Membrane-bound particles in plasma are composed of exosomes, microvesicles, and apoptotic bodies and represent ∼1-2% of the total protein composition. Proteomic interrogation of this subset of plasma proteins augments the representation of tissue-specific proteins, representing a “liquid biopsy,” while enabling the detection of proteins that would otherwise be beyond the dynamic range of liquid chromatography-tandem mass spectrometry of unfractionated plasma. We have developed an enrichment strategy (Mag-Net) using hyper-porous strong-anion exchange magnetic microparticles to sieve membrane-bound particles from plasma. The Mag-Net method is robust, reproducible, inexpensive, and requires <100 μL plasma input. Coupled to a quantitative data-independent mass spectrometry analytical strategy, we demonstrate that we can collect results for >37,000 peptides from >4,000 plasma proteins with high precision.
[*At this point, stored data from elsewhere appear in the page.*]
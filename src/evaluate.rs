use serde::Serialize;

use crate::exercise::{McExercise, WritingExercise};

/// Verdict for a submitted answer, with the answer so callers can reveal it.
#[derive(Debug, Clone, PartialEq, Eq, Serialize)]
#[serde(rename_all = "camelCase")]
pub struct Feedback {
    pub correct: bool,
    pub correct_answer: String,
}

/// Options are offered verbatim, so the selection must match exactly.
pub fn evaluate_mc(selected: &str, exercise: &McExercise) -> bool {
    selected == exercise.correct_answer
}

/// Trims the input and ignores case. Nothing else is forgiven: a missing
/// article, a typo or a different accent is wrong.
pub fn evaluate_writing(input: &str, exercise: &WritingExercise) -> bool {
    input.trim().to_lowercase() == exercise.correct_answer.to_lowercase()
}

#[cfg(test)]
mod tests {
    use super::*;

    fn writing(answer: &str) -> WritingExercise {
        WritingExercise {
            prompt: "the house".into(),
            correct_answer: answer.into(),
        }
    }

    #[test]
    fn mc_requires_exact_match() {
        let exercise = McExercise {
            prompt_sentence: "______ ist groß".into(),
            options: vec!["das Haus".into(), "der Hund".into()],
            correct_answer: "das Haus".into(),
        };
        assert!(evaluate_mc("das Haus", &exercise));
        assert!(!evaluate_mc("Das Haus", &exercise));
        assert!(!evaluate_mc("der Hund", &exercise));
        assert!(!evaluate_mc(" das Haus", &exercise));
    }

    #[test]
    fn writing_ignores_case_and_surrounding_whitespace() {
        assert!(evaluate_writing(" Haus ", &writing("Haus")));
        assert!(evaluate_writing("haus", &writing("Haus")));
        assert!(evaluate_writing("DAS HAUS", &writing("das Haus")));
        assert!(evaluate_writing("\tdie straße\n", &writing("die Straße")));
    }

    #[test]
    fn writing_rejects_other_differences() {
        assert!(!evaluate_writing("Hauss", &writing("Haus")));
        assert!(!evaluate_writing("Haus", &writing("das Haus")));
        assert!(!evaluate_writing("die Strasse", &writing("die Straße")));
        assert!(!evaluate_writing("uber", &writing("über")));
        assert!(!evaluate_writing("das  Haus", &writing("das Haus")));
        assert!(!evaluate_writing("", &writing("Haus")));
    }
}
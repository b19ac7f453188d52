//! Error types for the HTTP layer.

use axum::http::StatusCode;
use axum::response::{IntoResponse, Response};
use qrpay::job::JobError;

/// Errors returned by route handlers, rendered as `{"error": "..."}`.
#[derive(Debug, thiserror::Error)]
pub enum ServerError {
    /// `POST /start_job` without a non-empty `input`.
    #[error("Input is required")]
    MissingInput,

    /// Unknown, malformed or expired job id.
    #[error("{0}")]
    Job(#[from] JobError),

    /// The job ran and failed; carries its stored message.
    #[error("{0}")]
    JobFailed(String),
}

impl IntoResponse for ServerError {
    fn into_response(self) -> Response {
        let status = match &self {
            Self::MissingInput => StatusCode::BAD_REQUEST,
            Self::Job(JobError::NotFound) => StatusCode::NOT_FOUND,
            Self::JobFailed(_) => StatusCode::INTERNAL_SERVER_ERROR,
        };
        let body = serde_json::json!({ "error": self.to_string() });
        (status, axum::Json(body)).into_response()
    }
}
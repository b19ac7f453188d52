//! Server configuration.
//!
//! Loads configuration from an optional TOML file with support for
//! environment variable expansion in values. Variables use `$VAR` or
//! `${VAR}` syntax. Environment variables override file values, which
//! override the defaults.
//!
//! # Example Configuration
//!
//! ```toml
//! host = "0.0.0.0"
//! port = 8080
//! max_concurrent_jobs = 10
//! job_timeout_ms = "$JOB_RETENTION_MS"
//! expire_failed_jobs = false
//! ```
//!
//! # Environment Variables
//!
//! - `CONFIG` - Path to configuration file (default: `config.toml`)
//! - `HOST` - Bind address (default: `127.0.0.1`, or `0.0.0.0` when
//!   `NODE_ENV` or `APP_ENV` is `production`)
//! - `PORT` - Port (default: `8080`)
//! - `MAX_CONCURRENT_JOBS` - Advisory job ceiling (default: `10`)
//! - `JOB_TIMEOUT_MS` - How long finished jobs stay pollable (default: `30000`)
//! - `EXPIRE_FAILED_JOBS` - Also expire failed jobs (default: `false`)

use std::net::{IpAddr, Ipv4Addr};
use std::path::{Path, PathBuf};
use std::str::FromStr;
use std::time::Duration;

use qrpay::job::{FailedJobPolicy, JobConfig};
use serde::{Deserialize, Serialize};

/// Errors raised while loading configuration.
#[derive(Debug, thiserror::Error)]
pub enum ConfigError {
    /// The configuration file exists but could not be read.
    #[error("failed to read {}: {source}", path.display())]
    Read {
        /// Path that was read.
        path: PathBuf,
        /// Underlying I/O error.
        source: std::io::Error,
    },

    /// The file (after variable expansion) is not valid TOML for this schema.
    #[error("invalid configuration: {0}")]
    Parse(#[from] toml::de::Error),
}

/// Resolved server configuration.
#[derive(Debug, Clone, Copy, PartialEq, Eq, Serialize)]
pub struct ServerConfig {
    /// Bind address.
    pub host: IpAddr,
    /// Bind port. The next free port is tried if it is taken.
    pub port: u16,
    /// Advisory ceiling reported by `/availability`.
    pub max_concurrent_jobs: usize,
    /// Retention of finished jobs, in milliseconds.
    pub job_timeout_ms: u64,
    /// Whether failed jobs expire like completed ones.
    pub expire_failed_jobs: bool,
}

/// File layout; every key is optional.
#[derive(Debug, Default, Deserialize)]
#[serde(default, deny_unknown_fields)]
struct FileConfig {
    host: Option<IpAddr>,
    #[serde(deserialize_with = "lenient::option")]
    port: Option<u16>,
    #[serde(deserialize_with = "lenient::option")]
    max_concurrent_jobs: Option<usize>,
    #[serde(deserialize_with = "lenient::option")]
    job_timeout_ms: Option<u64>,
    #[serde(deserialize_with = "lenient::option")]
    expire_failed_jobs: Option<bool>,
}

const DEFAULT_PORT: u16 = 8080;
const DEFAULT_MAX_JOBS: usize = 10;
const DEFAULT_JOB_TIMEOUT_MS: u64 = 30_000;

impl ServerConfig {
    /// Loads configuration from the path given by the `CONFIG` environment
    /// variable, falling back to `config.toml` in the current directory.
    ///
    /// A missing file is not an error; defaults and environment apply.
    ///
    /// # Errors
    ///
    /// Returns a [`ConfigError`] if the file cannot be read or parsed.
    pub fn load() -> Result<Self, ConfigError> {
        let path = std::env::var("CONFIG").unwrap_or_else(|_| "config.toml".to_owned());
        Self::load_from(path)
    }

    /// Loads configuration from a specific file path.
    ///
    /// # Errors
    ///
    /// Returns a [`ConfigError`] if the file cannot be read or parsed.
    pub fn load_from(path: impl AsRef<Path>) -> Result<Self, ConfigError> {
        let path = path.as_ref();
        let content = if path.exists() {
            std::fs::read_to_string(path).map_err(|source| ConfigError::Read {
                path: path.to_owned(),
                source,
            })?
        } else {
            String::new()
        };
        Self::from_toml(&content, |key| std::env::var(key).ok())
    }

    /// Builds configuration from TOML text and an environment lookup.
    ///
    /// # Errors
    ///
    /// Returns [`ConfigError::Parse`] if the expanded text is invalid.
    pub fn from_toml<F>(content: &str, env: F) -> Result<Self, ConfigError>
    where
        F: Fn(&str) -> Option<String>,
    {
        let expanded = expand_env_vars(content, &env);
        let file: FileConfig = toml::from_str(&expanded)?;

        let production = ["NODE_ENV", "APP_ENV"]
            .into_iter()
            .any(|key| env(key).is_some_and(|v| v.eq_ignore_ascii_case("production")));
        let default_host = if production {
            IpAddr::V4(Ipv4Addr::UNSPECIFIED)
        } else {
            IpAddr::V4(Ipv4Addr::LOCALHOST)
        };

        Ok(Self {
            host: env_override(&env, "HOST")
                .or(file.host)
                .unwrap_or(default_host),
            port: env_override(&env, "PORT")
                .or(file.port)
                .unwrap_or(DEFAULT_PORT),
            max_concurrent_jobs: env_override(&env, "MAX_CONCURRENT_JOBS")
                .or(file.max_concurrent_jobs)
                .unwrap_or(DEFAULT_MAX_JOBS),
            job_timeout_ms: env_override(&env, "JOB_TIMEOUT_MS")
                .or(file.job_timeout_ms)
                .unwrap_or(DEFAULT_JOB_TIMEOUT_MS),
            expire_failed_jobs: env_override(&env, "EXPIRE_FAILED_JOBS")
                .or(file.expire_failed_jobs)
                .unwrap_or(false),
        })
    }

    /// Orchestrator settings derived from this configuration.
    #[must_use]
    pub const fn job_config(&self) -> JobConfig {
        JobConfig {
            max_jobs: self.max_concurrent_jobs,
            retention: Duration::from_millis(self.job_timeout_ms),
            failed_policy: if self.expire_failed_jobs {
                FailedJobPolicy::Expire
            } else {
                FailedJobPolicy::Retain
            },
        }
    }
}

/// Reads and parses an environment override; unparsable values are ignored.
fn env_override<T, F>(env: &F, key: &str) -> Option<T>
where
    T: FromStr,
    F: Fn(&str) -> Option<String>,
{
    let raw = env(key)?;
    let value = raw.trim().parse().ok();
    if value.is_none() {
        tracing::warn!(key, value = %raw, "Ignoring unparsable environment override");
    }
    value
}

/// Scalars may be written as strings so they can come from `$VAR` expansion.
mod lenient {
    use std::fmt::Display;
    use std::str::FromStr;

    use serde::{Deserialize, Deserializer};

    #[derive(Deserialize)]
    #[serde(untagged)]
    enum Raw<T> {
        Value(T),
        Text(String),
    }

    pub(super) fn option<'de, D, T>(deserializer: D) -> Result<Option<T>, D::Error>
    where
        D: Deserializer<'de>,
        T: Deserialize<'de> + FromStr,
        T::Err: Display,
    {
        match Raw::<T>::deserialize(deserializer)? {
            Raw::Value(v) => Ok(Some(v)),
            Raw::Text(s) => s.trim().parse().map(Some).map_err(serde::de::Error::custom),
        }
    }
}

/// Expands `$VAR` and `${VAR}` patterns from `env`.
///
/// Unresolved variables are left as-is.
fn expand_env_vars<F>(input: &str, env: &F) -> String
where
    F: Fn(&str) -> Option<String>,
{
    let mut result = String::with_capacity(input.len());
    let mut chars = input.chars().peekable();

    while let Some(ch) = chars.next() {
        if ch != '$' {
            result.push(ch);
            continue;
        }

        let braced = chars.next_if_eq(&'{').is_some();
        let mut var_name = String::new();
        while let Some(&c) = chars.peek() {
            if braced {
                if c == '}' {
                    chars.next();
                    break;
                }
            } else if !c.is_ascii_alphanumeric() && c != '_' {
                break;
            }
            var_name.push(c);
            chars.next();
        }

        match env(&var_name).filter(|_| !var_name.is_empty()) {
            Some(val) => result.push_str(&val),
            None => {
                result.push('$');
                if braced {
                    result.push('{');
                }
                result.push_str(&var_name);
                if braced && !var_name.is_empty() {
                    result.push('}');
                }
            }
        }
    }

    result
}

#[cfg(test)]
mod tests {
    use std::collections::HashMap;

    use super::*;

    fn env(pairs: &[(&str, &str)]) -> impl Fn(&str) -> Option<String> {
        let map: HashMap<String, String> = pairs
            .into_iter()
            .map(|(k, v)| ((*k).to_owned(), (*v).to_owned()))
            .collect();
        move |key: &str| map.get(key).cloned()
    }

    #[test]
    fn test_defaults_without_file_or_env() {
        let config = ServerConfig::from_toml("", env(&[])).unwrap();
        assert_eq!(
            config,
            ServerConfig {
                host: IpAddr::V4(Ipv4Addr::LOCALHOST),
                port: 8080,
                max_concurrent_jobs: 10,
                job_timeout_ms: 30_000,
                expire_failed_jobs: false,
            }
        );
        assert_eq!(config.job_config().failed_policy, FailedJobPolicy::Retain);
    }

    #[test]
    fn test_production_binds_all_interfaces() {
        let config = ServerConfig::from_toml("", env(&[("NODE_ENV", "production")])).unwrap();
        assert_eq!(config.host, IpAddr::V4(Ipv4Addr::UNSPECIFIED));
        let config = ServerConfig::from_toml("", env(&[("APP_ENV", "Production")])).unwrap();
        assert_eq!(config.host, IpAddr::V4(Ipv4Addr::UNSPECIFIED));
    }

    #[test]
    fn test_env_overrides_file() {
        let toml = "port = 9000\nmax_concurrent_jobs = 3\n";
        let config = ServerConfig::from_toml(
            toml,
            env(&[("PORT", "9100"), ("EXPIRE_FAILED_JOBS", "true")]),
        )
        .unwrap();
        assert_eq!(config.port, 9100);
        assert_eq!(config.max_concurrent_jobs, 3);
        assert_eq!(config.job_config().failed_policy, FailedJobPolicy::Expire);
    }

    #[test]
    fn test_unparsable_env_override_is_ignored() {
        let config = ServerConfig::from_toml("port = 9000", env(&[("PORT", "eighty")])).unwrap();
        assert_eq!(config.port, 9000);
    }

    #[test]
    fn test_file_values_expand_variables() {
        let toml = "host = \"${BIND}\"\njob_timeout_ms = \"$RETENTION\"\n";
        let config = ServerConfig::from_toml(
            toml,
            env(&[("BIND", "0.0.0.0"), ("RETENTION", "500")]),
        )
        .unwrap();
        assert_eq!(config.host, IpAddr::V4(Ipv4Addr::UNSPECIFIED));
        assert_eq!(config.job_config().retention, Duration::from_millis(500));
    }

    #[test]
    fn test_invalid_file_is_an_error() {
        assert!(matches!(
            ServerConfig::from_toml("port = \"abc\"", env(&[])),
            Err(ConfigError::Parse(_))
        ));
        assert!(matches!(
            ServerConfig::from_toml("unknown_key = 1", env(&[])),
            Err(ConfigError::Parse(_))
        ));
    }

    #[test]
    fn test_expand_leaves_unresolved_variables() {
        let lookup = env(&[("A", "1")]);
        assert_eq!(expand_env_vars("$A ${A} $B ${B} $ x", &lookup), "1 1 $B ${B} $ x");
    }
}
Using this analytical pipeline on a small cohort of patients with neurodegenerative disease and healthy age-matched controls, we discovered 204 proteins that differentiate (q-value < 0.05) patients with Alzheimer’s disease dementia (ADD) from those without ADD. Our method also discovered 310 proteins that were different between Parkinson’s disease and those with either ADD or healthy cognitively normal individuals. Using machine learning we were able to distinguish between ADD and not ADD with a mean ROC AUC = 0.98 ± 0.06. ### Competing Interest Statement Ireshyn Govender, Stoyan Stoychev and Justin Jordaan are employed by ReSyn Biosciences, proprietors of MagReSyn technology. The MacCoss Lab at the University of Washington has a sponsored research agreement with Thermo Fisher Scientific, the manufacturer of the mass spectrometry instrumentation used in this research. Additionally, Michael MacCoss is a paid consultant for Thermo Fisher Scientific.